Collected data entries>
⁂

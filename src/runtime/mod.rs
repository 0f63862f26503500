//! # Runtime
//!
//! Startup, the per-kind watch loops, and the requeue policy for failures.

pub mod error_policy;
pub mod initialization;
pub mod rate_limiter;
pub mod watch_loop;

pub use initialization::{init_tracing, initialize, InitializationResult};
pub use rate_limiter::GlobalRateLimiter;
pub use watch_loop::run_watch_loop;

⁂

TASK REQUIREMENTS> Exactly as they appear above, copy out all the records.

EXPECTED ANSWER>
filename src/runtime/mod.rs
repository 0f63862f26503500
//! # Runtime
//!
//! Startup, the per-kind watch loops, and the requeue policy for failures.

pub mod error_policy;
pub mod initialization;
pub mod rate_limiter;
pub mod watch_loop;

pub use initialization::{init_tracing, initialize, InitializationResult};
pub use rate_limiter::GlobalRateLimiter;
pub use watch_loop::run_watch_loop;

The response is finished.